Gather all lines from the material that contain the word "stopped".
(Beginning of Material provided)
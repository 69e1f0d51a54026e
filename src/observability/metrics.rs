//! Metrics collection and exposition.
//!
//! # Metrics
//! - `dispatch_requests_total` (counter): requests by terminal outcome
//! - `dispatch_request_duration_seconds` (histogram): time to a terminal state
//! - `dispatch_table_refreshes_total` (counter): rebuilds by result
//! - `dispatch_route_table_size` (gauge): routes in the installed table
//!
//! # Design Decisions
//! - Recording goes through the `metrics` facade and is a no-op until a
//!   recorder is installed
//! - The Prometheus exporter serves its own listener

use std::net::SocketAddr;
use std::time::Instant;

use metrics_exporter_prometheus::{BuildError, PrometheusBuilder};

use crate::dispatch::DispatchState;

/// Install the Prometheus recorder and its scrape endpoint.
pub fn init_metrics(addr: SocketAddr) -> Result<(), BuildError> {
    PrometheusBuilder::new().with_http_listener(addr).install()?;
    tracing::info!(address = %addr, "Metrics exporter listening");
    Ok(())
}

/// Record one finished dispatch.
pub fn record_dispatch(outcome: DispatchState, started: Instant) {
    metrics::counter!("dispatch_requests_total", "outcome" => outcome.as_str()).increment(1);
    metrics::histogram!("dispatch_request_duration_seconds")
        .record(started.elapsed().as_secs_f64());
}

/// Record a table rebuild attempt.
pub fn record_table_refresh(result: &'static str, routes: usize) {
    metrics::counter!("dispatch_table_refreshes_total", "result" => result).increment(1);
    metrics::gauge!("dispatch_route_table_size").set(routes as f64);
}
(End of Material provided)
(Beginning of Material provided)
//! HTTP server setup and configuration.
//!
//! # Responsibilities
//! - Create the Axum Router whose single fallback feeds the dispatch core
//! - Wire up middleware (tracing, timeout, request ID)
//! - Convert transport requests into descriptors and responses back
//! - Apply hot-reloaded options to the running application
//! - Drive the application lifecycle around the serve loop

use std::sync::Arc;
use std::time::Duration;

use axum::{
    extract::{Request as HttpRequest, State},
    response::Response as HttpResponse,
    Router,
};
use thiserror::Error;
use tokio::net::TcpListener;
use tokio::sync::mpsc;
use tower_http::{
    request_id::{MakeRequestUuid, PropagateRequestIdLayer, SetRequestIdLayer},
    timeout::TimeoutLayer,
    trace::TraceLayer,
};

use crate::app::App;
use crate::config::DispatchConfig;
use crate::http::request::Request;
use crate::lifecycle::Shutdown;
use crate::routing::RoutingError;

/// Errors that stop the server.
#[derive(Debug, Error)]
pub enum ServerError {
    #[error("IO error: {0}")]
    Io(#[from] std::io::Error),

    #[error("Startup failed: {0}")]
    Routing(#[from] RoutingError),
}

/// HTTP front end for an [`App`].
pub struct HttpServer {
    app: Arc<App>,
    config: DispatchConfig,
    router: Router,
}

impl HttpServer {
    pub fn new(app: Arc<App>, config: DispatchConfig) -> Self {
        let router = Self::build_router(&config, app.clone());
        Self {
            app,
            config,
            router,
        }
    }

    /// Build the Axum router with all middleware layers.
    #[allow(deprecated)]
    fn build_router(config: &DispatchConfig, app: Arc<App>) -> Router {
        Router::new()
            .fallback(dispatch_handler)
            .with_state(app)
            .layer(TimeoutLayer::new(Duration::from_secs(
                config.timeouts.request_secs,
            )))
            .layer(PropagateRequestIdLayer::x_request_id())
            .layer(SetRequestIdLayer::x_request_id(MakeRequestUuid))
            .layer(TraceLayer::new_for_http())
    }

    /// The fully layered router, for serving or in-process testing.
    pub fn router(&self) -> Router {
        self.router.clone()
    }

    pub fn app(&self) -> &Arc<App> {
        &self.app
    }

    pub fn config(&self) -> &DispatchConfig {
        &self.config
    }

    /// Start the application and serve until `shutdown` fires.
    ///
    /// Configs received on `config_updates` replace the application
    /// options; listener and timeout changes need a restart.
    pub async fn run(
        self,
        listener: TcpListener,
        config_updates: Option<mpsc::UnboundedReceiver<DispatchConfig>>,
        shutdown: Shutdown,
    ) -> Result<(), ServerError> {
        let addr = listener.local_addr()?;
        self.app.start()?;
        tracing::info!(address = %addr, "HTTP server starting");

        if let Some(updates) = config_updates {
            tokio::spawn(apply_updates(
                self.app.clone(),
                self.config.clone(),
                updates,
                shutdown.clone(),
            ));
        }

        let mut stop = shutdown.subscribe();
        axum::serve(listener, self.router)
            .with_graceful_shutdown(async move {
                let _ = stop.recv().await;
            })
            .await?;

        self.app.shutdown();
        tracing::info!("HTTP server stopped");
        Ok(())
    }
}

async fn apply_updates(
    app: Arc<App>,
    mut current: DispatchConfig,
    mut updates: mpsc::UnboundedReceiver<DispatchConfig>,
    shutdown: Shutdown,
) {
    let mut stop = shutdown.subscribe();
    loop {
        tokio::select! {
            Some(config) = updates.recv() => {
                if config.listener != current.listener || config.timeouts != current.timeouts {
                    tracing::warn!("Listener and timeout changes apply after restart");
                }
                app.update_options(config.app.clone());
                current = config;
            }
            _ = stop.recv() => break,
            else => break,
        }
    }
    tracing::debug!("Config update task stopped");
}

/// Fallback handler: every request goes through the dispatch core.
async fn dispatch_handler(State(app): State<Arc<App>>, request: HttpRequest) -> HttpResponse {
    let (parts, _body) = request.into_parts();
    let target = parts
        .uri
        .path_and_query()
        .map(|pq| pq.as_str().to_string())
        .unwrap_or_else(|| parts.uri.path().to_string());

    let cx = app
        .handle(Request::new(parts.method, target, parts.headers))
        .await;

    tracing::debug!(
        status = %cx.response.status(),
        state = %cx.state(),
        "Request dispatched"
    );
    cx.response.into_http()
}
(End of Material provided)
**Response to this exercise**
        tracing::info!("HTTP server stopped");
    tracing::debug!("Config update task stopped");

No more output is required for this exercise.